Apsley Mill was a paper mill at Apsley, near Hemel Hempstead, Hertfordshire, United Kingdom.

==Early records==
There was originally a corn-mill recorded in the Domesday Book.

==Paper mill==
The mill was converted to papermaking by George Stafford in 1778, and was purchased by John Dickinson in 1809. At Apsley Mill, Dickinson installed a new kind of paper machine, the Cylinder Mould Machine. Rather than pouring a dilute pulp suspension onto an endlessly revolving flat wire, this machine used a cylinder covered in wire as the mould. A cylindrical mould is partially submerged in the vat, containing a pulp suspension, and then, as the mould rotates, the water is sucked through the wire, leaving a thin layer of fibres deposited on the cylinder. The mill supplied cartridge paper for the British Army during the Napoleonic Wars, and produced envelopes, cards, ledgers and railway tickets, rather than paper, from 1888. The stationery products were branded Basildon Bond, Three Candlesticks, Lion Brand and Challenge Notebooks.
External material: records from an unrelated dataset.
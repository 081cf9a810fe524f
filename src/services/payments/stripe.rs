use async_trait::async_trait;
use sea_orm::{DatabaseConnection, EntityTrait};
use serde::Deserialize;
use std::collections::HashMap;
use std::sync::Arc;
use tracing::{info, instrument, warn};
use uuid::Uuid;

use crate::config::AppConfig;
use crate::entities::{user, PaymentMethod};
use crate::errors::ServiceError;
use crate::events::{Event, EventSender};
use crate::services::payments::{
    complete_payment, ensure_uninitialized, reset_payment, store_external_session,
};

/// A checkout session as the provider reports it.
#[derive(Debug, Clone, Deserialize)]
pub struct CheckoutSession {
    pub id: String,
    #[serde(default)]
    pub status: Option<String>,
    #[serde(default)]
    pub payment_status: Option<String>,
    #[serde(default)]
    pub url: Option<String>,
    #[serde(default)]
    pub metadata: HashMap<String, String>,
}

#[derive(Debug, Clone)]
pub struct CreateSessionParams {
    pub amount: i64,
    pub currency: String,
    pub success_url: String,
    pub cancel_url: String,
    pub customer_email: String,
    pub order_id: Uuid,
    pub description: String,
}

/// Session-style payment provider. Production talks to the Stripe REST
/// API; tests substitute a mock.
#[async_trait]
pub trait StripeGateway: Send + Sync {
    async fn create_session(
        &self,
        params: CreateSessionParams,
    ) -> Result<CheckoutSession, ServiceError>;

    async fn retrieve_session(&self, session_id: &str) -> Result<CheckoutSession, ServiceError>;
}

const STRIPE_API_BASE: &str = "https://api.stripe.com/v1";

/// REST-backed gateway using form-encoded requests and secret-key bearer
/// auth.
pub struct HttpStripeGateway {
    client: reqwest::Client,
    secret_key: String,
}

impl HttpStripeGateway {
    pub fn new(secret_key: impl Into<String>) -> Self {
        Self {
            client: reqwest::Client::new(),
            secret_key: secret_key.into(),
        }
    }
}

#[async_trait]
impl StripeGateway for HttpStripeGateway {
    async fn create_session(
        &self,
        params: CreateSessionParams,
    ) -> Result<CheckoutSession, ServiceError> {
        let currency = params.currency.to_lowercase();
        let amount = params.amount.to_string();
        let order_id = params.order_id.to_string();
        let form: Vec<(&str, &str)> = vec![
            ("mode", "payment"),
            ("success_url", &params.success_url),
            ("cancel_url", &params.cancel_url),
            ("customer_email", &params.customer_email),
            ("metadata[orderId]", &order_id),
            ("line_items[0][quantity]", "1"),
            ("line_items[0][price_data][currency]", &currency),
            ("line_items[0][price_data][unit_amount]", &amount),
            (
                "line_items[0][price_data][product_data][name]",
                &params.description,
            ),
        ];

        let response = self
            .client
            .post(format!("{}/checkout/sessions", STRIPE_API_BASE))
            .bearer_auth(&self.secret_key)
            .form(&form)
            .send()
            .await
            .map_err(|e| ServiceError::ExternalServiceError(format!("Stripe request failed: {}", e)))?;

        if !response.status().is_success() {
            let status = response.status();
            let body = response.text().await.unwrap_or_default();
            return Err(ServiceError::ExternalServiceError(format!(
                "Stripe returned {}: {}",
                status, body
            )));
        }
        response
            .json::<CheckoutSession>()
            .await
            .map_err(|e| ServiceError::ExternalServiceError(format!("Bad Stripe response: {}", e)))
    }

    async fn retrieve_session(&self, session_id: &str) -> Result<CheckoutSession, ServiceError> {
        let response = self
            .client
            .get(format!(
                "{}/checkout/sessions/{}",
                STRIPE_API_BASE, session_id
            ))
            .bearer_auth(&self.secret_key)
            .send()
            .await
            .map_err(|e| ServiceError::ExternalServiceError(format!("Stripe request failed: {}", e)))?;

        if !response.status().is_success() {
            let status = response.status();
            let body = response.text().await.unwrap_or_default();
            return Err(ServiceError::ExternalServiceError(format!(
                "Stripe returned {}: {}",
                status, body
            )));
        }
        response
            .json::<CheckoutSession>()
            .await
            .map_err(|e| ServiceError::ExternalServiceError(format!("Bad Stripe response: {}", e)))
    }
}

/// Outcome of the success-redirect callback, turned into a redirect by the
/// handler.
#[derive(Debug, Clone, PartialEq, Eq)]
pub enum SuccessOutcome {
    /// Payment verified and captured; show the order confirmation.
    Paid(Uuid),
    /// Session could not be verified as paid; send the shopper to the
    /// cancel route instead.
    RedirectToCancel,
}

/// Session/redirect-style payment workflow.
#[derive(Clone)]
pub struct StripeService {
    db: Arc<DatabaseConnection>,
    event_sender: Arc<EventSender>,
    config: Arc<AppConfig>,
    gateway: Arc<dyn StripeGateway>,
}

impl StripeService {
    pub fn new(
        db: Arc<DatabaseConnection>,
        event_sender: Arc<EventSender>,
        config: Arc<AppConfig>,
        gateway: Arc<dyn StripeGateway>,
    ) -> Self {
        Self {
            db,
            event_sender,
            config,
            gateway,
        }
    }

    /// Creates a checkout session for an eligible order (owned, unpaid,
    /// UNINITIALIZED) and stores the session id, moving the workflow to
    /// CREATED. Returns the provider-hosted redirect URL.
    #[instrument(skip(self))]
    pub async fn create_session(
        &self,
        user_id: Uuid,
        order_id: Uuid,
    ) -> Result<String, ServiceError> {
        let order =
            ensure_uninitialized(&*self.db, user_id, order_id, PaymentMethod::Stripe).await?;

        let shopper = user::Entity::find_by_id(user_id)
            .one(&*self.db)
            .await?
            .ok_or_else(|| ServiceError::NotFound(format!("Order {} not found", order_id)))?;

        // The provider substitutes the session id into the redirect URLs
        let success_url = format!(
            "{}/payments/stripe/success?session_id={{CHECKOUT_SESSION_ID}}",
            self.config.base_url
        );
        let cancel_url = format!(
            "{}/payments/stripe/cancel?session_id={{CHECKOUT_SESSION_ID}}",
            self.config.base_url
        );

        let session = self
            .gateway
            .create_session(CreateSessionParams {
                amount: order.total_price,
                currency: order.currency_code.clone(),
                success_url,
                cancel_url,
                customer_email: shopper.email,
                order_id,
                description: format!("Order {}", order_id),
            })
            .await?;

        let status = session.status.clone().unwrap_or_else(|| "open".to_string());
        store_external_session(
            &self.db,
            user_id,
            order_id,
            PaymentMethod::Stripe,
            &session.id,
            &status,
        )
        .await?;

        self.event_sender
            .send_or_log(Event::PaymentSessionCreated {
                order_id,
                external_id: session.id.clone(),
            })
            .await;
        info!("Created checkout session {} for order {}", session.id, order_id);

        session.url.ok_or_else(|| {
            ServiceError::ExternalServiceError("Checkout session has no redirect URL".to_string())
        })
    }

    /// Success-redirect callback. The session is re-fetched server-side
    /// rather than trusting the redirect; only a session the provider
    /// reports as paid triggers the capture transaction.
    ///
    /// A failed re-fetch routes the shopper to the cancel flow without
    /// resetting payment state here; if the cancel route's own lookup then
    /// fails too, the order stays CREATED until an explicit cancel.
    #[instrument(skip(self))]
    pub async fn handle_success(
        &self,
        user_id: Uuid,
        session_id: &str,
    ) -> Result<SuccessOutcome, ServiceError> {
        let session = match self.gateway.retrieve_session(session_id).await {
            Ok(session) => session,
            Err(e) => {
                warn!("Could not verify session {}: {}", session_id, e);
                return Ok(SuccessOutcome::RedirectToCancel);
            }
        };

        let Some(order_id) = session
            .metadata
            .get("orderId")
            .and_then(|raw| Uuid::parse_str(raw).ok())
        else {
            warn!("Session {} carries no order reference", session_id);
            return Ok(SuccessOutcome::RedirectToCancel);
        };

        if session.payment_status.as_deref() != Some("paid") {
            return Ok(SuccessOutcome::RedirectToCancel);
        }

        complete_payment(
            &self.db,
            &self.event_sender,
            user_id,
            order_id,
            PaymentMethod::Stripe,
            &session.id,
        )
        .await?;

        Ok(SuccessOutcome::Paid(order_id))
    }

    /// Cancel-redirect callback: resets the matching CREATED payment so
    /// checkout can be retried. An unknown or already-captured session is
    /// left untouched and the redirect proceeds normally.
    #[instrument(skip(self))]
    pub async fn handle_cancel(
        &self,
        user_id: Uuid,
        session_id: &str,
    ) -> Result<(), ServiceError> {
        let session = match self.gateway.retrieve_session(session_id).await {
            Ok(session) => session,
            Err(e) => {
                warn!("Could not verify session {}: {}", session_id, e);
                return Ok(());
            }
        };
        let Some(order_id) = session
            .metadata
            .get("orderId")
            .and_then(|raw| Uuid::parse_str(raw).ok())
        else {
            return Ok(());
        };

        match reset_payment(
            &self.db,
            &self.event_sender,
            user_id,
            order_id,
            PaymentMethod::Stripe,
            &session.id,
        )
        .await
        {
            Ok(()) => Ok(()),
            // Already paid, already reset, or not this user's order: the
            // redirect itself still succeeds
            Err(ServiceError::NotFound(_)) => Ok(()),
            Err(e) => Err(e),
        }
    }
}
During the 1930s, the site became a vast industrial complex with the building now known as Apsley Mill Cottage, with its oak-panelled boardroom, at its centre. Following a change in ownership, Apsley Mill ceased the manufacture of stationery in 1999.

The war memorial, which is a grade II listed building, and Apsley Mill Cottage, which is also grade II listed, are all that remains of Apsley Mill. The remainder of the site is now occupied by Apsley Mills Retail Park (to the northwest), by residential developments and the Paper Mill public house, operated by Fuller's, (behind) and by the Holiday Inn Express Hemel Hempstead to the southeast.